Definitely a good point. Resale value didn't cross my mind. Selling pre-owned hardware is always an easier task when it still has some form of coverage.


----------



## audiodesign (Nov 19, 2002)

what can you guys tell me about the extended warranties offered by Future Shop/Best Buy? The iPod I got was a gift so the person that bought it for me got their extended warranty. I wasn't going to bitch because the gift giver should have spent the money on Applecare instead though... after all it was a gift.
Now I see that my 5g iPod charges from empty to full in less then 2 hours (it should take almost 4 right?) so I am getting worried. Anyone ever have to deal with BestBuy warranties? Thanks for any info


----------



## Macified (Sep 18, 2003)

Extended warranty of any kind on this type of product is always a good idea. On a $50 POS mp3 player, don't bother. iPod, yes. Laptops, portable DVD players and Gameboys, you need it. The wear and tear on these products can lead to internal failures.

I have been purchasing Palm handhelds from BestBuy/FutureShop for many years and I always get the extended warranty. Purchasing is a bit of a misnomer as I have actually had most of the PDAs replaced under the store warranty, getting upgrades every time since models get discontinued. Doesn't say much for the quality of the PDAs but at least I don't have to pay for the replacements.

I don't know how far you will get on a battery issue. Batteries are considered consumables and unless the device is quite new (a couple of months) they will just tell you that's how it goes. The sales guys are pretty pushy stating that the warranty covers everything but when it comes time to do a repair you don't get the same story. Maybe I'm wrong and they will repair with a new battery.


----------



## duper (May 7, 2006)

I can only speak from my experience, but my wife got an original iPod mini, and I got a 30 GB iPod. Both of them had the AppleCare. 

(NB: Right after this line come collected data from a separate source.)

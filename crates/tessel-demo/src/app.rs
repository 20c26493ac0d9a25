use anyhow::Result;
use tessel_engine::core::{App, AppControl, FrameCtx};
use tessel_engine::paint::Color;
use tessel_engine::render::ShapeRenderer;

/// Redraws one shape over a solid background whenever the window asks.
pub struct DemoApp {
    renderer: ShapeRenderer,
    clear: Color,
}

impl DemoApp {
    pub fn new(renderer: ShapeRenderer, clear: Color) -> Self {
        Self { renderer, clear }
    }
}

impl App for DemoApp {
    fn on_frame(&mut self, ctx: &mut FrameCtx<'_, '_>) -> Result<AppControl> {
        let renderer = &mut self.renderer;
        ctx.render(self.clear, |rctx, target| renderer.render(rctx, target))
    }
}
use crate::{DrawMode, GeometryError, Point2, Shape, ShapeKind};

/// Geometry for one shape, computed once and then only read.
#[derive(Debug, Clone, PartialEq)]
pub struct Mesh {
    pub kind: ShapeKind,
    pub draw_mode: DrawMode,
    pub vertices: Vec<Point2>,
    /// Indices into `vertices` for `draw_mode.topology()`.
    pub indices: Vec<u16>,
}

impl Mesh {
    /// Generates the shape's vertices and the indices for its draw mode.
    ///
    /// The vertex count is checked against [`DrawMode::MAX_VERTICES`] before
    /// anything is generated.
    pub fn build(shape: &Shape) -> Result<Self, GeometryError> {
        let kind = shape.kind();
        let draw_mode = shape.draw_mode();

        let count = shape.vertex_count();
        if count > DrawMode::MAX_VERTICES {
            return Err(GeometryError::TooManyVertices { count, max: DrawMode::MAX_VERTICES });
        }

        let vertices = shape.vertices()?;
        let indices = draw_mode.indices(vertices.len())?;

        Ok(Self { kind, draw_mode, vertices, indices })
    }

    /// Vertex-buffer payload: interleaved `x, y` as native-endian `f32`,
    /// stride 8, no padding.
    #[inline]
    pub fn as_bytes(&self) -> &[u8] {
        bytemuck::cast_slice(&self.vertices)
    }

    /// Index-buffer payload (`u16`).
    #[inline]
    pub fn index_bytes(&self) -> &[u8] {
        bytemuck::cast_slice(&self.indices)
    }

    #[inline]
    pub fn index_count(&self) -> u32 {
        self.indices.len() as u32
    }
}

#[cfg(test)]
mod tests {
    use super::*;
    use crate::GenerationParams;

    #[test]
    fn payload_is_tightly_packed() {
        let mesh = Mesh::build(&Shape::Rectangle).unwrap();
        assert_eq!(mesh.as_bytes().len(), 8 * mesh.vertices.len());
        assert_eq!(mesh.index_bytes().len(), 2 * mesh.indices.len());

        let floats: &[f32] = bytemuck::cast_slice(mesh.as_bytes());
        assert_eq!(&floats[..4], &[-0.5, -0.5, 0.5, -0.5]);
    }

    #[test]
    fn circle_mesh_is_a_fan() {
        let params = GenerationParams::new(Point2::ORIGIN, 1.0, 8).unwrap();
        let mesh = Mesh::build(&Shape::Circle(params)).unwrap();
        assert_eq!(mesh.draw_mode, DrawMode::TriangleFan);
        assert_eq!(mesh.vertices.len(), 10);
        // 10 fan vertices → 8 triangles.
        assert_eq!(mesh.index_count(), 24);
    }

    #[test]
    fn polygon_mesh_is_a_closed_loop() {
        let params = GenerationParams::new(Point2::ORIGIN, 1.0, 5).unwrap();
        let mesh = Mesh::build(&Shape::Polygon(params)).unwrap();
        assert_eq!(mesh.indices, vec![0, 1, 2, 3, 4, 0]);
    }

    #[test]
    fn oversized_circle_is_rejected() {
        // 65 533 segments + center + seam = 65 535 vertices: the largest accepted.
        let fits = GenerationParams::new(Point2::ORIGIN, 1.0, 65_533).unwrap();
        let mesh = Mesh::build(&Shape::Circle(fits)).unwrap();
        assert_eq!(mesh.vertices.len(), DrawMode::MAX_VERTICES);

        let over = GenerationParams::new(Point2::ORIGIN, 1.0, 65_534).unwrap();
        assert_eq!(
            Mesh::build(&Shape::Circle(over)),
            Err(GeometryError::TooManyVertices { count: 65_536, max: 65_535 })
        );
    }

    #[test]
    fn oversized_polygon_is_rejected() {
        let params = GenerationParams::new(Point2::ORIGIN, 1.0, 65_536).unwrap();
        assert_eq!(
            Mesh::build(&Shape::Polygon(params)),
            Err(GeometryError::TooManyVertices { count: 65_536, max: 65_535 })
        );
    }

    #[test]
    fn huge_segment_count_fails_before_generating() {
        let params = GenerationParams::new(Point2::ORIGIN, 0.5, u32::MAX).unwrap();
        let err = Mesh::build(&Shape::Circle(params)).unwrap_err();
        assert_eq!(
            err,
            GeometryError::TooManyVertices {
                count: (u32::MAX as usize).saturating_add(2),
                max: DrawMode::MAX_VERTICES,
            }
        );

        let err = Mesh::build(&Shape::Polygon(params)).unwrap_err();
        assert!(matches!(err, GeometryError::TooManyVertices { .. }));
    }
}
use std::fmt;
use std::str::FromStr;

/// Linear premultiplied RGBA color.
///
/// Invariant:
/// - `rgb` components are expected to be multiplied by `a` (premultiplied alpha).
#[derive(Debug, Copy, Clone, Default, PartialEq)]
pub struct Color {
    pub r: f32, // premultiplied
    pub g: f32, // premultiplied
    pub b: f32, // premultiplied
    pub a: f32,
}

impl Color {
    #[inline]
    pub const fn transparent() -> Self {
        Self { r: 0.0, g: 0.0, b: 0.0, a: 0.0 }
    }

    /// Creates a premultiplied color from straight sRGB bytes (`0`–`255`).
    #[inline]
    pub fn from_srgb_u8(r: u8, g: u8, b: u8, a: u8) -> Self {
        Self::from_straight(r as f32 / 255.0, g as f32 / 255.0, b as f32 / 255.0, a as f32 / 255.0)
    }

    /// Creates a premultiplied color from premultiplied components.
    #[inline]
    pub const fn from_premul(r: f32, g: f32, b: f32, a: f32) -> Self {
        Self { r, g, b, a }
    }

    /// Creates a premultiplied color from straight alpha components.
    #[inline]
    pub fn from_straight(r: f32, g: f32, b: f32, a: f32) -> Self {
        let a = a.clamp(0.0, 1.0);
        Self {
            r: (r.clamp(0.0, 1.0)) * a,
            g: (g.clamp(0.0, 1.0)) * a,
            b: (b.clamp(0.0, 1.0)) * a,
            a,
        }
    }

    #[inline]
    pub fn to_array(self) -> [f32; 4] {
        [self.r, self.g, self.b, self.a]
    }

    #[inline]
    pub fn to_wgpu(self) -> wgpu::Color {
        wgpu::Color {
            r: self.r as f64,
            g: self.g as f64,
            b: self.b as f64,
            a: self.a as f64,
        }
    }
}

/// Error returned when a hex color string is malformed.
#[derive(Debug, Clone, PartialEq)]
pub struct ColorParseError {
    pub input: String,
}

impl fmt::Display for ColorParseError {
    fn fmt(&self, f: &mut fmt::Formatter<'_>) -> fmt::Result {
        write!(f, "invalid color `{}` (expected #rrggbb or #rrggbbaa)", self.input)
    }
}

impl std::error::Error for ColorParseError {}

impl FromStr for Color {
    type Err = ColorParseError;

    /// Parses `#rrggbb` or `#rrggbbaa` (straight sRGB; the `#` is optional).
    fn from_str(s: &str) -> Result<Self, Self::Err> {
        let err = || ColorParseError { input: s.to_string() };

        let hex = s.trim();
        let hex = hex.strip_prefix('#').unwrap_or(hex);
        if !(hex.len() == 6 || hex.len() == 8) || !hex.is_ascii() {
            return Err(err());
        }

        let byte = |i: usize| u8::from_str_radix(&hex[i..i + 2], 16).map_err(|_| err());
        let a = if hex.len() == 8 { byte(6)? } else { 0xff };

        Ok(Color::from_srgb_u8(byte(0)?, byte(2)?, byte(4)?, a))
    }
}

#[cfg(test)]
mod tests {
    use super::*;

    #[test]
    fn parses_rgb_hex() {
        let c: Color = "#ff0000".parse().unwrap();
        assert_eq!(c, Color::from_premul(1.0, 0.0, 0.0, 1.0));
    }

    #[test]
    fn parses_rgba_hex_premultiplied() {
        let c: Color = "ffffff00".parse().unwrap();
        assert_eq!(c, Color::transparent());
    }

    #[test]
    fn rejects_bad_hex() {
        assert!("#fff".parse::<Color>().is_err());
        assert!("#gg0000".parse::<Color>().is_err());
        assert!("#ff00é0".parse::<Color>().is_err());
    }

    #[test]
    fn straight_alpha_is_premultiplied() {
        let c = Color::from_straight(1.0, 0.5, 0.0, 0.5);
        assert_eq!(c.to_array(), [0.5, 0.25, 0.0, 0.5]);
    }
}
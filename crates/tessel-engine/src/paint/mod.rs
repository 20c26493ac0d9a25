//! Color model shared by the clear pass and the shape renderer.

pub mod color;

pub use color::{Color, ColorParseError};
use std::sync::Once;

/// Logger configuration.
///
/// `env_filter` follows the `env_logger` filter syntax (e.g. "info", "warn",
/// "tessel_engine=debug,wgpu=warn").
///
/// `write_style` controls ANSI coloring behavior.
#[derive(Debug, Clone)]
pub struct LoggingConfig {
    pub env_filter: Option<String>,
    pub write_style: env_logger::WriteStyle,
}

impl Default for LoggingConfig {
    fn default() -> Self {
        Self {
            env_filter: None,
            write_style: env_logger::WriteStyle::Auto,
        }
    }
}

/// Default filter when neither the config nor `RUST_LOG` provides one.
///
/// wgpu is chatty at info level; keep it to warnings.
pub const DEFAULT_FILTER: &str = "info,wgpu_core=warn,wgpu_hal=warn,naga=warn";

static INIT: Once = Once::new();

/// Initializes the global logger once.
///
/// This function is idempotent; subsequent calls are ignored.
/// Intended usage is early in `main`.
pub fn init_logging(config: LoggingConfig) {
    INIT.call_once(|| {
        let mut builder = env_logger::Builder::new();

        let filter = resolve_filter(config.env_filter, std::env::var("RUST_LOG").ok());
        builder.parse_filters(&filter);
        builder.write_style(config.write_style);

        // try_init: a host binary or test harness may already own the logger.
        if builder.try_init().is_err() {
            return;
        }

        log::debug!("logging initialized (filter: {filter})");
    });
}

/// Precedence: explicit config, then `RUST_LOG`, then [`DEFAULT_FILTER`].
fn resolve_filter(explicit: Option<String>, env: Option<String>) -> String {
    explicit
        .filter(|f| !f.trim().is_empty())
        .or_else(|| env.filter(|f| !f.trim().is_empty()))
        .unwrap_or_else(|| DEFAULT_FILTER.to_string())
}

#[cfg(test)]
mod tests {
    use super::*;

    #[test]
    fn explicit_filter_wins() {
        let f = resolve_filter(Some("debug".into()), Some("warn".into()));
        assert_eq!(f, "debug");
    }

    #[test]
    fn env_is_second() {
        assert_eq!(resolve_filter(None, Some("warn".into())), "warn");
        assert_eq!(resolve_filter(Some("  ".into()), Some("warn".into())), "warn");
    }

    #[test]
    fn falls_back_to_default() {
        assert_eq!(resolve_filter(None, None), DEFAULT_FILTER);
        assert_eq!(resolve_filter(None, Some(String::new())), DEFAULT_FILTER);
    }

    #[test]
    fn init_is_idempotent() {
        init_logging(LoggingConfig::default());
        init_logging(LoggingConfig {
            env_filter: Some("trace".into()),
            ..Default::default()
        });
    }
}
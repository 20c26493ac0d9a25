use bytemuck::{Pod, Zeroable};

/// 2D point in clip space.
///
/// `#[repr(C)]` so a `[Point2]` slice is exactly the interleaved `x, y` float
/// payload a vertex buffer expects (stride 8, no padding).
#[repr(C)]
#[derive(Debug, Copy, Clone, Default, PartialEq, Pod, Zeroable)]
pub struct Point2 {
    pub x: f32,
    pub y: f32,
}

impl Point2 {
    pub const ORIGIN: Point2 = Point2::new(0.0, 0.0);

    #[inline]
    pub const fn new(x: f32, y: f32) -> Self {
        Self { x, y }
    }

    #[inline]
    pub fn is_finite(self) -> bool {
        self.x.is_finite() && self.y.is_finite()
    }

    /// Euclidean distance to `other`.
    #[inline]
    pub fn distance(self, other: Point2) -> f32 {
        (self.x - other.x).hypot(self.y - other.y)
    }
}
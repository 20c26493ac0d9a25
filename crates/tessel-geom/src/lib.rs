//! Parametric 2D shape geometry.
//!
//! Produces flat, tightly packed vertex sequences in clip space for the five
//! built-in shapes, plus the index data needed to draw fans and loops with
//! list/strip-only graphics APIs.
//!
//! ```
//! use tessel_geom::{GenerationParams, Mesh, Point2, Shape};
//!
//! let params = GenerationParams::new(Point2::new(0.0, 0.0), 0.5, 64)?;
//! let mesh = Mesh::build(&Shape::Circle(params))?;
//! assert_eq!(mesh.vertices.len(), 66);
//! # Ok::<(), tessel_geom::GeometryError>(())
//! ```

mod draw_mode;
mod error;
mod generate;
mod kind;
mod mesh;
mod params;
mod point;
mod shape;

pub use draw_mode::{DrawMode, Topology};
pub use error::GeometryError;
pub use generate::{generate_circle, generate_polygon, LINE, RECTANGLE, TRIANGLE};
pub use kind::ShapeKind;
pub use mesh::Mesh;
pub use params::GenerationParams;
pub use point::Point2;
pub use shape::Shape;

Neither of our iPods ever needed AppleCare, so in our case it was a waste to buy it.


----------



## Jason H (Feb 1, 2004)

duper said:


> I can only speak from my experience, but my wife got an original iPod mini, and I got a 30 GB iPod. Both of them had the AppleCare.
> 
> Neither of our iPods ever needed AppleCare, so in our case it was a waste to buy it.


You have met the only two people who have not had their iPods break 

I'm on my third iPod in 8 months. Go applecare. The extended warranty is worth it because apples warranty policy is a scam. You have to pay $50 to ship the iPod to apple after 6 months, even within the 1 year warranty, EVEN when you have walked into the f*cking apple store and they have a stack of the god d*mn things behind the counter. For $50 I want my iPod delivered to my house in a god d*mn limo, not in the back of a dhl truck and left on my porch in the rain for my neighbours kids to steal.

Apple Sucks, never buy an apple product without factoring in the cost of Applecare.

I've made 10 warranty claims on my iBook and am on my third iPod in 8 months.


----------



## Strimkind (Mar 31, 2005)

Jason H said:


> You have met the only two people who have not had their iPods break
> 
> I'm on my third iPod in 8 months. Go applecare. The extended warranty is worth it because apples warranty policy is a scam. You have to pay $50 to ship the iPod to apple after 6 months, even within the 1 year warranty, EVEN when you have walked into the f*cking apple store and they have a stack of the god d*mn things behind the counter. For $50 I want my iPod delivered to my house in a god d*mn limo, not in the back of a dhl truck and left on my porch in the rain for my neighbours kids to steal.
> 
> ...



You are unlucky then. Everyone I know of with an iPod has not had any problem with it. I'll admit the battery life on my iPod nano 4GB is not the best and I have had to take my iBook in once for HD failure but thats it. Everything else has been dandy.


----------



## Jason H (Feb 1, 2004)

Strimkind said:


> You are unlucky then. Everyone I know of with an iPod has not had any problem with it. I'll admit the battery life on my iPod nano 4GB is not the best and I have had to take my iBook in once for HD failure but thats it. Everything else has been dandy.


I'd say its not just me. have you seen the stream of people in the apple store getting their iPods replaced? I was there for 30 minutes and saw about 5 of them get replaced.


----------